Приема ждут часами и артисты, и писатели, и художники. Она не торопится. Один раз, когда художник с большим именем, Д-ский, после долгого ожидания удостоился, наконец, впуска в министерский кабинет, он застал комиссаршу очень занятой… с сапожником. Она никак не могла растолковать этому противному сапожнику, какой ей хочется каблучок. И с чисто королевской, милой очаровательностью вскрикнула, увидев Д-ского: „Ах, вот и художник, Ну, нарисуйте же мне каблучок к моим ботинкам!“».[96]
Рядом с домом, на небольшой площади у Каменноостровского проспекта, в 1968 г. открыли памятник А. М. Горькому работы скульпторов В. В. Исаевой и М. Р. Габе, при участии архитектора Е. А. Левинсона. Высокая бронзовая скульптура установлена на постаменте из красного полированного гранита высотой 2,75 м. На его лицевой стороне накладными литерами воспроизведено факсимиле «М. Горький».
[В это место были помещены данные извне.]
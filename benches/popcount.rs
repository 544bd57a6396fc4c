#[macro_use]
extern crate criterion;
extern crate xoroseed;

use criterion::{black_box, BenchmarkId, Criterion, Throughput};
use xoroseed::popcount::Strategy;

const TEST_VAL: u32 = 0xf0f0_f0f0;
const SAMPLE_SIZE: u32 = 1 << 20;

fn count(c: &mut Criterion) {
    let mut group = c.benchmark_group("popcount");
    group.throughput(Throughput::Elements(SAMPLE_SIZE as u64));

    for strategy in Strategy::ALL {
        group.bench_with_input(
            BenchmarkId::new(strategy.name(), SAMPLE_SIZE),
            &strategy,
            |b, &strategy| {
                b.iter(|| {
                    (0..SAMPLE_SIZE).fold(0, |sink, i| sink ^ strategy.count(black_box(TEST_VAL ^ i)))
                });
            },
        );
    }
}

criterion_group!(popcount, count);
criterion_main!(popcount);
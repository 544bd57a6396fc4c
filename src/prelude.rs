//! Bit helpers shared by the generators.

/// Rotate left.
///
/// `k` is taken modulo 64, so every rotation amount is valid and `rotl64(x, 0) == x`.
///
/// ```
/// use xoroseed::rotl64;
///
/// let x = 0x0123_4567_89ab_cdef;
/// assert_eq!(rotl64(rotl64(x, 55), 9), x);
/// ```
#[inline(always)]
pub const fn rotl64(x: u64, k: u32) -> u64 {
    (x << (k & 63)) | (x >> (k.wrapping_neg() & 63))
}

/// Checks if a collection of values has all distinct values.
#[cfg(test)]
pub fn all_distinct(values: impl IntoIterator<Item = u64>) -> bool {
    let mut s = alloc::collections::BTreeSet::new();
    values.into_iter().all(move |x| s.insert(x))
}
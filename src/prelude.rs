//! Convenient prelude: import the most commonly used traits, types, and functions.
//!
//! Bring this into scope with:
//!
//! ```rust
//! use odestep::prelude::*;
//! ```
//!
//! Re-exports included:
//! - Core traits and types: `ODE`, `Ivp`, `Method`, `Solution`, `Error`, `Float`.

pub use crate::{Error, Float, Ivp, Method, ODE, Solution};
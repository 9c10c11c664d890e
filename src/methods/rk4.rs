//! Classic explicit Runge-Kutta 4 (RK4) update rule.

use crate::{Float, ODE};

/// Advance `(x, y)` by one classical RK4 step of size `h`.
///
/// Four derivative evaluations in the fixed order k1, k2, k3, k4, combined
/// with the classical 1/6, 2/6, 2/6, 1/6 weights.
pub fn rk4<F: ODE>(f: &F, x: Float, y: Float, h: Float) -> Float {
    let k1 = f.ode(x, y);
    let k2 = f.ode(x + C2 * h, y + h * A21 * k1);
    let k3 = f.ode(x + C3 * h, y + h * A32 * k2);
    let k4 = f.ode(x + C4 * h, y + h * A43 * k3);

    y + h * (B1 * k1 + B2 * k2 + B3 * k3 + B4 * k4)
}

// Classical RK4 coefficients
const C2: Float = 0.5;
const C3: Float = 0.5;
const C4: Float = 1.0;
const A21: Float = 0.5;
const A32: Float = 0.5;
const A43: Float = 1.0;
const B1: Float = 1.0 / 6.0;
const B2: Float = 1.0 / 3.0;
const B3: Float = 1.0 / 3.0;
const B4: Float = 1.0 / 6.0;
#![allow(dead_code)]

use odestep::prelude::*;

/// dy/dx = 0, constant solution.
pub struct Flat;

impl ODE for Flat {
    fn ode(&self, _x: Float, _y: Float) -> Float {
        0.0
    }
}

/// dy/dx = k, linear solution y = y0 + k*(x - x0).
pub struct Constant(pub Float);

impl ODE for Constant {
    fn ode(&self, _x: Float, _y: Float) -> Float {
        self.0
    }
}

/// dy/dx = y, solution y = y0 * e^(x - x0).
pub struct Growth;

impl ODE for Growth {
    fn ode(&self, _x: Float, y: Float) -> Float {
        y
    }
}

pub const METHODS: [Method; 3] = [Method::Euler, Method::RK2, Method::RK4];

/// dy/dx = y on [0, 1] with y(0) = 1, the fixture most tests share.
pub fn unit_growth(h: Float) -> Ivp<Growth> {
    Ivp::builder().f(Growth).x0(0.0).xend(1.0).y0(1.0).h(h).build()
}
//! Fixed-step solver for a scalar ODE initial value problem.

use bon::Builder;

use crate::{Error, Float, Method, ODE, Solution, grid};

/// A scalar initial value problem dy/dx = f(x, y), y(x0) = y0, integrated
/// over `[x0, xend]` with a fixed step size `h`.
///
/// The problem definition is set once at construction and never mutated;
/// [`solve`](Ivp::solve) borrows it immutably, so one `Ivp` can be solved
/// repeatedly (and from different threads) with different methods.
///
/// # Example
///
/// ```ignore
/// use odestep::prelude::*;
///
/// let ivp = Ivp::builder()
///     .f(|_x: f64, y: f64| y)
///     .x0(0.0)
///     .xend(1.0)
///     .y0(1.0)
///     .h(0.5)
///     .build();
///
/// let sol = ivp.solve(Method::RK4)?;
/// ```
#[derive(Builder)]
pub struct Ivp<F: ODE> {
    /// Right-hand side of the ODE.
    f: F,
    /// Left end of the integration interval.
    x0: Float,
    /// Right end of the integration interval.
    xend: Float,
    /// Initial value y(x0).
    y0: Float,
    /// Step size, strictly positive.
    h: Float,
}

impl<F: ODE> Ivp<F> {
    /// Integrate the problem with the selected stepping rule.
    ///
    /// Builds the grid x_i = x0 + i*h over `[x0, xend + h)`, seeds the
    /// solution with `y0` and fills it left to right, one step at a time.
    /// The grid keeps the trailing point past `xend` when the spacing does
    /// not divide the interval evenly.
    ///
    /// # Errors
    ///
    /// [`Error::InvalidStepSize`] if `h` is not strictly positive and
    /// [`Error::ReversedInterval`] if `x0 >= xend`, both before any
    /// derivative evaluation takes place.
    pub fn solve(&self, method: Method) -> Result<Solution, Error> {
        // A NaN step size fails this comparison as well.
        if !(self.h > 0.0) {
            return Err(Error::InvalidStepSize(self.h));
        }
        if self.x0 >= self.xend {
            return Err(Error::ReversedInterval(self.x0, self.xend));
        }

        let x = grid::build(self.x0, self.xend, self.h);
        let mut y = vec![0.0; x.len()];
        y[0] = self.y0;

        for i in 0..x.len() - 1 {
            y[i + 1] = method.step(&self.f, x[i], y[i], self.h);
        }

        let nstep = x.len() - 1;
        let nfev = nstep * method.stages();

        Ok(Solution { x, y, nfev, nstep })
    }
}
В начале XX столетия Петроградская сторона Санкт-Петербурга активно застраивалась доходными домами, составившими пестрый ансамбль ретроспективизма. Фасады местных зданий украшены элементами неоклассики, барокко, ренессанса и русского стиля, что делает их вызывающе яркими даже на фоне старого барочного Петербурга, не говоря уже о строгой классике центральных городских ансамблей.